(EXERCISE PROMPT) Repeat word for word every line of the data below, from the first through the line containing "YSF talkgroups are", and stop there.

(RECORDS FOR THE EXERCISE)
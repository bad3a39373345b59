//! linkswitch switches a repeater node's active link between networks.
//!
//! An operator submits a mode and target through a small web form; the
//! service tears down the current link and runs the configured controller
//! commands for the new mode, one request at a time. YSF talkgroups are
//! resolved through a reflector directory that is downloaded, validated,
//! persisted to disk and swapped in atomically.
//!
//! # Architecture
//!
//! - [`cli`] -- Command-line argument parsing with clap derive macros.
//! - [`cmd`] -- Subcommand dispatch (run, init, validate, health, refresh).
//! - [`config`] -- Config file model, validation and hot-reloading via the
//!   [`ConfigSource`](config::ConfigSource) trait.
//! - [`data`] -- `GET /data/{mode}` lookup tables for the operator form.
//! - [`directory`] -- YSF reflector register parsing, ingestion and the
//!   [`DirectoryStore`](directory::DirectoryStore) snapshot.
//! - [`error`] -- Crate-level error types using `thiserror`.
//! - [`health`] -- `GET /health` runtime diagnostics.
//! - [`link`] -- Request validation, switch planning, command execution and
//!   the serialized [`Orchestrator`](link::orchestrator::Orchestrator).
//! - [`logging`] -- Structured tracing setup with JSON and pretty output.
//! - [`server`] -- Axum router, shared state, HTTP client and shutdown.
//!
//! # Feature Flags
//!
//! | Feature | Description |
//! |---------|-------------|
//! | `yaml` | YAML config file support _(enabled by default)_ |
//! | `json` | JSON config file support |
//! | `toml` | TOML config file support |
//! | `file-backends` | All config file formats |
//! | `full` | All features |

// Binary crate: public functions are internal, not consumed by external users.
#![allow(clippy::missing_errors_doc)]

pub mod cli;
pub mod cmd;
pub mod config;
pub mod data;
pub mod directory;
pub mod error;
pub mod health;
pub mod link;
pub mod logging;
pub mod server;
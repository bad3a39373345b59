//! Switch sequencing against a recording executor: step order, directory
//! resolution, short-circuit on failure and single-flight rejection.

mod common;

use std::sync::Arc;
use std::time::Duration;

use common::{directory_store, test_config, RecordingExecutor};
use linkswitch::link::orchestrator::{Orchestrator, SwitchError};
use linkswitch::link::request::{validate, SwitchRequest, ValidatedRequest, ValidationError};

fn request(mode: &str, node: Option<&str>, talkgroup: Option<&str>) -> SwitchRequest {
    SwitchRequest {
        mode: Some(mode.into()),
        node_number: node.map(String::from),
        talkgroup: talkgroup.map(String::from),
    }
}

fn valid(mode: &str, node: Option<&str>, talkgroup: Option<&str>) -> ValidatedRequest {
    validate(&request(mode, node, talkgroup)).unwrap()
}

#[tokio::test]
async fn ysf_switch_runs_teardown_bridge_mode_and_tune() {
    let executor = Arc::new(RecordingExecutor::new());
    let orchestrator = Orchestrator::new(executor.clone(), directory_store(true).await);
    let config = test_config();

    let connected = orchestrator
        .switch_link(&config.controller, &valid("YSF", None, Some("12345")))
        .await
        .unwrap();

    assert_eq!(
        connected.message,
        "Connected to YSF talkgroup 12345 (ysf.example.org:42000)"
    );
    assert_eq!(
        connected.completed,
        ["teardown", "bridge-link", "mode-select", "tune"]
    );
    assert_eq!(
        executor.last_args(),
        [
            "rpt cmd 57686 ilink 6 0",
            "rpt fun 57686 *31999",
            "YSF",
            "ysf.example.org:42000"
        ]
    );
}

#[tokio::test]
async fn ysf_ipv6_endpoint_is_bracketed() {
    let executor = Arc::new(RecordingExecutor::new());
    let orchestrator = Orchestrator::new(executor.clone(), directory_store(true).await);

    orchestrator
        .switch_link(&test_config().controller, &valid("YSF", None, Some("34567")))
        .await
        .unwrap();

    assert_eq!(executor.last_args().last().unwrap(), "[2001:db8::7]:42002");
}

#[tokio::test]
async fn unknown_ysf_talkgroup_runs_nothing() {
    let executor = Arc::new(RecordingExecutor::new());
    let orchestrator = Orchestrator::new(executor.clone(), directory_store(true).await);

    let err = orchestrator
        .switch_link(&test_config().controller, &valid("YSF", None, Some("99999")))
        .await
        .unwrap_err();

    assert_eq!(
        err,
        SwitchError::NotFound {
            mode: linkswitch::link::Mode::Ysf,
            talkgroup: 99999
        }
    );
    assert!(executor.calls().is_empty());
}

#[tokio::test]
async fn ysf_without_directory_is_unavailable() {
    let executor = Arc::new(RecordingExecutor::new());
    let orchestrator = Orchestrator::new(executor.clone(), directory_store(false).await);

    let err = orchestrator
        .switch_link(&test_config().controller, &valid("YSF", None, Some("12345")))
        .await
        .unwrap_err();

    assert_eq!(err, SwitchError::DirectoryUnavailable);
    assert!(executor.calls().is_empty());
}

#[tokio::test]
async fn allstar_switch_dials_node() {
    let executor = Arc::new(RecordingExecutor::new());
    let orchestrator = Orchestrator::new(executor.clone(), directory_store(false).await);

    let connected = orchestrator
        .switch_link(&test_config().controller, &valid("ALLSTAR", Some("2000"), None))
        .await
        .unwrap();

    assert_eq!(connected.message, "Connected to Allstar node 2000");
    assert_eq!(
        executor.last_args(),
        ["rpt cmd 57686 ilink 6 0", "rpt fun 57686 *32000"]
    );
}

#[tokio::test]
async fn brandmeister_selects_stfu_and_tunes_talkgroup() {
    let executor = Arc::new(RecordingExecutor::new());
    let orchestrator = Orchestrator::new(executor.clone(), directory_store(false).await);

    let connected = orchestrator
        .switch_link(
            &test_config().controller,
            &valid("BRANDMEISTER", None, Some("3100")),
        )
        .await
        .unwrap();

    assert_eq!(connected.message, "Connected to BRANDMEISTER talkgroup 3100");
    assert_eq!(
        executor.last_args(),
        ["rpt cmd 57686 ilink 6 0", "rpt fun 57686 *31999", "STFU", "3100"]
    );
}

#[tokio::test]
async fn teardown_failure_stops_the_sequence() {
    let executor = Arc::new(RecordingExecutor::failing_on("ilink 6"));
    let orchestrator = Orchestrator::new(executor.clone(), directory_store(false).await);

    let err = orchestrator
        .switch_link(&test_config().controller, &valid("DMR", None, Some("91")))
        .await
        .unwrap_err();

    match err {
        SwitchError::Step {
            ref stage,
            ref detail,
            ref completed,
        } => {
            assert_eq!(stage, "teardown");
            assert_eq!(detail, "refused ilink 6");
            assert!(completed.is_empty());
        }
        ref other => panic!("expected step failure, got {other:?}"),
    }
    assert!(!err.left_partial_state());
    assert_eq!(executor.calls().len(), 1);
}

#[tokio::test]
async fn mid_sequence_failure_reports_completed_stages() {
    let executor = Arc::new(RecordingExecutor::failing_on("mode"));
    let orchestrator = Orchestrator::new(executor.clone(), directory_store(false).await);

    let err = orchestrator
        .switch_link(&test_config().controller, &valid("NXDN", None, Some("65000")))
        .await
        .unwrap_err();

    assert!(err.left_partial_state());
    assert_eq!(
        err.to_string(),
        "step 'mode-select' failed: refused mode (completed before failure: teardown, bridge-link)"
    );
    // tune never ran
    assert_eq!(executor.calls().len(), 3);
}

#[test]
fn allstar_without_node_number_is_rejected_before_execution() {
    let err = validate(&request("ALLSTAR", None, Some("12345"))).unwrap_err();
    assert_eq!(err, ValidationError::MissingField("nodeNumber"));
}

#[tokio::test(start_paused = true)]
async fn concurrent_switch_is_rejected_without_interleaving() {
    let executor = Arc::new(RecordingExecutor::slow(Duration::from_secs(1)));
    let orchestrator = Arc::new(Orchestrator::new(
        executor.clone(),
        directory_store(false).await,
    ));
    let config = Arc::new(test_config());

    let first = {
        let orchestrator = Arc::clone(&orchestrator);
        let config = Arc::clone(&config);
        tokio::spawn(async move {
            orchestrator
                .switch_link(&config.controller, &valid("P25", None, Some("10200")))
                .await
        })
    };

    // Let the first switch take the gate and start its teardown.
    tokio::time::sleep(Duration::from_millis(10)).await;

    let second = orchestrator
        .switch_link(&config.controller, &valid("ECHOLINK", Some("123456"), None))
        .await;
    assert_eq!(second.unwrap_err(), SwitchError::Busy);

    let connected = first.await.unwrap().unwrap();
    assert_eq!(connected.completed.len(), 4);

    // Only the first request's commands ran.
    assert_eq!(
        executor.last_args(),
        ["rpt cmd 57686 ilink 6 0", "rpt fun 57686 *31999", "P25", "10200"]
    );

    // The gate is free again afterwards.
    orchestrator
        .switch_link(&config.controller, &valid("ECHOLINK", Some("123456"), None))
        .await
        .unwrap();
}

#[tokio::test]
async fn ysf_scenario_without_bridge_link_step() {
    use linkswitch::directory::{parse_document, DirectoryStore, SnapshotOrigin};
    use linkswitch::link::Mode;

    let parsed =
        parse_document("12345;TestLink;Test Description; 10.0.0.5 ;42000;TGIF;http://dash;99\n");
    let store = DirectoryStore::empty(common::scratch_dir().join("ysf.json"));
    store
        .install(parsed.records, SnapshotOrigin::Network)
        .await
        .unwrap();

    let mut config = test_config();
    let ysf = config.controller.modes.get_mut(&Mode::Ysf).unwrap();
    ysf.steps.retain(|s| s.stage != "bridge-link");

    let executor = Arc::new(RecordingExecutor::new());
    let orchestrator = Orchestrator::new(executor.clone(), Arc::new(store));
    let connected = orchestrator
        .switch_link(&config.controller, &valid("YSF", None, Some("12345")))
        .await
        .unwrap();

    assert_eq!(connected.completed, ["teardown", "mode-select", "tune"]);
    assert_eq!(
        executor.calls()[1..]
            .iter()
            .map(|c| c.args.clone())
            .collect::<Vec<_>>(),
        [vec!["mode", "YSF"], vec!["tune", "10.0.0.5:42000"]]
    );
    assert!(connected.message.contains("12345"));
    assert!(connected.message.contains("10.0.0.5:42000"));
}
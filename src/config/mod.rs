//! Configuration loading, validation, and hot-reloading.
//!
//! Defines the [`ConfigSource`] trait for pluggable config files and the
//! [`ConfigVersion`] enum used for change detection. Submodules provide
//! the data model, validation logic, and concrete file sources.

pub mod model;
pub mod sources;
pub mod starter;
pub mod validation;

use async_trait::async_trait;

use crate::error::LinkSwitchError;
use model::Config;

#[derive(Debug, Clone, PartialEq, Eq)]
#[non_exhaustive]
pub enum ConfigVersion {
    Hash(String),
}

impl ConfigVersion {
    /// Short form for logs and `/health`.
    #[must_use]
    pub fn short(&self) -> &str {
        match self {
            Self::Hash(h) => h.get(..8).unwrap_or(h),
        }
    }
}

// async_trait is required here because ConfigSource is used as Box<dyn ConfigSource>
// and native async fn in traits (Rust 1.75+) does not support dyn dispatch.
#[async_trait]
pub trait ConfigSource: Send + Sync {
    fn name(&self) -> &'static str;
    async fn load(&self) -> Result<(Config, ConfigVersion), LinkSwitchError>;
    async fn has_changed(&self, current: &ConfigVersion) -> Result<bool, LinkSwitchError>;
}
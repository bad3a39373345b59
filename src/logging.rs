//! Structured logging setup using the `tracing` ecosystem.
//!
//! JSON output for service managers and log shippers, pretty output for a
//! terminal. The format is auto-detected from stdout but can be forced via
//! `--json` or `--pretty`. Connection-level chatter from hyper and rustls
//! is held at `warn` unless the operator asks for `trace`.

use tracing::Level;
use tracing_subscriber::filter::Targets;
use tracing_subscriber::{fmt, layer::SubscriberExt, util::SubscriberInitExt};

use crate::cli::LogLevel;

const NOISY_TARGETS: [&str; 3] = ["hyper", "hyper_util", "rustls"];

#[derive(Debug, Clone, Copy, PartialEq, Eq)]
pub enum LogFormat {
    Json,
    Pretty,
}

#[must_use]
pub fn resolve_format(pretty: bool, json: bool) -> LogFormat {
    if json {
        LogFormat::Json
    } else if pretty || std::io::IsTerminal::is_terminal(&std::io::stdout()) {
        LogFormat::Pretty
    } else {
        LogFormat::Json
    }
}

fn filter_for(level: Level) -> Targets {
    let quiet = if level == Level::TRACE {
        level
    } else {
        level.min(Level::WARN)
    };
    NOISY_TARGETS
        .iter()
        .fold(Targets::new().with_default(level), |targets, name| {
            targets.with_target(*name, quiet)
        })
}

pub fn init(level: &LogLevel, format: LogFormat) {
    let filter = filter_for(level.to_tracing_level());

    match format {
        LogFormat::Json => {
            tracing_subscriber::registry()
                .with(filter)
                .with(fmt::layer().json().with_target(false))
                .init();
        }
        LogFormat::Pretty => {
            tracing_subscriber::registry()
                .with(filter)
                .with(fmt::layer().pretty())
                .init();
        }
    }
}
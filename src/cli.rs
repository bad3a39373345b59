//! Command-line interface definitions using clap derive macros.
//!
//! Contains the top-level [`Cli`] parser, the [`Commands`] enum for
//! subcommands (run, init, validate, health, refresh), and their
//! associated argument structs. Server flags have environment variable
//! equivalents for service-manager deployments.

use std::path::PathBuf;

use clap::{Args, Parser, Subcommand, ValueEnum};

#[derive(Parser)]
#[command(
    name = "linkswitch",
    version,
    about = "Repeater link switching service",
    propagate_version = true,
    after_help = "\x1b[1mQuick start:\x1b[0m\n  \
        linkswitch init                      Create a starter config\n  \
        linkswitch run                       Start with ./linkswitch.yaml\n  \
        linkswitch run -c node.yaml          Start with a specific config"
)]
pub struct Cli {
    #[command(subcommand)]
    pub command: Option<Commands>,
}

#[derive(Subcommand)]
pub enum Commands {
    /// Start the link switching server
    Run(Box<RunArgs>),

    /// Generate a starter config file
    Init(InitArgs),

    /// Validate a config file without starting
    Validate(ValidateArgs),

    /// Check health of a running instance
    Health(HealthArgs),

    /// Download the reflector directory once and write the snapshot
    Refresh(RefreshArgs),
}

#[derive(Args)]
#[command(after_help = "\x1b[1mExamples:\x1b[0m\n  \
        linkswitch run                                   Auto-detect config\n  \
        linkswitch run -c node.yaml                      Specific config file\n  \
        linkswitch run -c node.yaml -p 8080 --pretty     Local dev mode")]
pub struct RunArgs {
    /// Config file path (.yaml, .json, .toml)
    #[arg(short, long, env = "CONFIG_FILE")]
    pub config: Option<PathBuf>,

    /// Listen port
    #[arg(short, long, env = "PORT", default_value_t = 3030)]
    pub port: u16,

    /// Listen address
    #[arg(long, env = "HOST", default_value = "0.0.0.0")]
    pub host: String,

    /// Directory holding the operator form and its assets
    #[arg(long, env = "STATIC_DIR", default_value = "public")]
    pub static_dir: PathBuf,

    // -- Logging --
    /// Log level
    #[arg(short, long, env = "LOG_LEVEL", default_value = "info")]
    pub log_level: LogLevel,

    /// Force pretty (human-readable) log output
    #[arg(long)]
    pub pretty: bool,

    /// Force JSON log output (overrides TTY detection)
    #[arg(long, conflicts_with = "pretty")]
    pub json: bool,

    // -- Tuning --
    /// Max request body size in bytes
    #[arg(
        long,
        env = "MAX_BODY_SIZE",
        default_value_t = 16_384,
        help_heading = "Tuning"
    )]
    pub max_body: usize,

    /// Config file poll interval in seconds
    #[arg(
        long,
        env = "POLL_INTERVAL_SECS",
        default_value_t = 30,
        help_heading = "Tuning"
    )]
    pub poll_interval: u64,
}

#[derive(Args)]
#[command(after_help = "\x1b[1mExamples:\x1b[0m\n  \
        linkswitch init                          Starter config (yaml)\n  \
        linkswitch init --node 57686             Starter config for node 57686\n  \
        linkswitch init -f toml -o node.toml     TOML format")]
pub struct InitArgs {
    /// Output format
    #[arg(short, long, default_value = "yaml")]
    pub format: ConfigFormat,

    /// Output file path
    #[arg(short, long)]
    pub output: Option<PathBuf>,

    /// Local AllStar node number the controller commands address
    #[arg(long, default_value_t = 57686)]
    pub node: u32,

    /// Include the documentation comments (yaml only)
    #[arg(long)]
    pub full: bool,
}

#[derive(Args)]
pub struct ValidateArgs {
    /// Config file to validate
    #[arg(default_value = "linkswitch.yaml")]
    pub config: PathBuf,

    /// Output format
    #[arg(long, default_value = "text")]
    pub format: ValidateFormat,
}

#[derive(Args)]
pub struct HealthArgs {
    /// URL of the running instance
    #[arg(default_value = "http://localhost:3030")]
    pub url: String,

    /// Output as JSON
    #[arg(long)]
    pub json: bool,
}

#[derive(Args)]
pub struct RefreshArgs {
    /// Config file providing the directory source and snapshot path
    #[arg(short, long, env = "CONFIG_FILE", default_value = "linkswitch.yaml")]
    pub config: PathBuf,

    /// Log level
    #[arg(short, long, env = "LOG_LEVEL", default_value = "warn")]
    pub log_level: LogLevel,
}

#[derive(Clone, Debug, ValueEnum)]
pub enum LogLevel {
    Trace,
    Debug,
    Info,
    Warn,
    Error,
}

impl LogLevel {
    #[must_use]
    pub const fn to_tracing_level(&self) -> tracing::Level {
        match self {
            Self::Trace => tracing::Level::TRACE,
            Self::Debug => tracing::Level::DEBUG,
            Self::Info => tracing::Level::INFO,
            Self::Warn => tracing::Level::WARN,
            Self::Error => tracing::Level::ERROR,
        }
    }
}

#[derive(Clone, Debug, ValueEnum)]
pub enum ConfigFormat {
    Yaml,
    Json,
    Toml,
}

impl ConfigFormat {
    #[must_use]
    pub const fn extension(&self) -> &'static str {
        match self {
            Self::Yaml => "yaml",
            Self::Json => "json",
            Self::Toml => "toml",
        }
    }
}

#[derive(Clone, Debug, ValueEnum)]
pub enum ValidateFormat {
    Text,
    Json,
}
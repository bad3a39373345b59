//! Render a [`Config`] in the chosen output format.

use crate::cli::ConfigFormat;
use crate::config::model::Config;
use crate::error::LinkSwitchError;

fn render_err(format: &str, e: impl std::fmt::Display) -> LinkSwitchError {
    LinkSwitchError::Io(std::io::Error::other(format!(
        "failed to render {format} config: {e}"
    )))
}

pub fn serialize_config(config: &Config, format: &ConfigFormat) -> Result<String, LinkSwitchError> {
    match format {
        #[cfg(feature = "yaml")]
        ConfigFormat::Yaml => serde_yml::to_string(config).map_err(|e| render_err("yaml", e)),

        #[cfg(not(feature = "yaml"))]
        ConfigFormat::Yaml => Err(LinkSwitchError::UnsupportedFormat("yaml".into())),

        ConfigFormat::Json => serde_json::to_string_pretty(config)
            .map(|mut s| {
                s.push('\n');
                s
            })
            .map_err(|e| render_err("json", e)),

        #[cfg(feature = "toml")]
        ConfigFormat::Toml => toml::to_string_pretty(config).map_err(|e| render_err("toml", e)),

        #[cfg(not(feature = "toml"))]
        ConfigFormat::Toml => Err(LinkSwitchError::UnsupportedFormat("toml".into())),
    }
}
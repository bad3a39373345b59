//! `linkswitch init`: generate a starter configuration file.
//!
//! The starter config is built in code for the given `--node` and then
//! serialized to the requested format, so every generated file passes
//! `linkswitch validate` unchanged. `--full` prefixes YAML output with a
//! commented guide to the step table.

mod serialize;

use std::path::PathBuf;

use crate::cli::{ConfigFormat, InitArgs};
use crate::config::starter::starter_config;
use crate::error::LinkSwitchError;

const YAML_GUIDE: &str = "\
# linkswitch configuration
#
# directory:   where the YSF reflector register comes from and where the
#              last good snapshot is kept (refresh_interval 0 = startup only)
# controller:  teardown runs before every switch, then the steps of the
#              requested mode run in order; the first failure stops the run
#
# Placeholders usable in step args:
#   :node         ALLSTAR / ECHOLINK target node number
#   :talkgroup    talkgroup number (digital modes)
#   :bridge_mode  the mode's bridge_mode token
#   :endpoint     YSF reflector as host:port (also :host and :port)
#
# tables:      JSON files served by GET /data/{mode} for the operator form
";

pub fn execute(args: &InitArgs) -> Result<(), LinkSwitchError> {
    let output = args
        .output
        .clone()
        .unwrap_or_else(|| PathBuf::from(format!("linkswitch.{}", args.format.extension())));

    if output.exists() {
        return Err(LinkSwitchError::FileExists { path: output });
    }

    let content = render(args.node, &args.format, args.full)?;
    std::fs::write(&output, content)?;

    println!("\u{2713} Created {} (node {})", output.display(), args.node);
    println!("\n  Next steps:");
    println!("    linkswitch validate {}", output.display());
    println!("    linkswitch refresh -c {}", output.display());
    println!("    linkswitch run -c {}", output.display());
    Ok(())
}

fn render(node: u32, format: &ConfigFormat, full: bool) -> Result<String, LinkSwitchError> {
    let body = serialize::serialize_config(&starter_config(node), format)?;
    if full && matches!(format, ConfigFormat::Yaml) {
        Ok(format!("{YAML_GUIDE}\n{body}"))
    } else {
        Ok(body)
    }
}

(TASK RESPONSE)
repository bad3a39373345b59
//! linkswitch switches a repeater node's active link between networks.
//!
//! An operator submits a mode and target through a small web form; the
//! service tears down the current link and runs the configured controller
//! commands for the new mode, one request at a time. YSF talkgroups are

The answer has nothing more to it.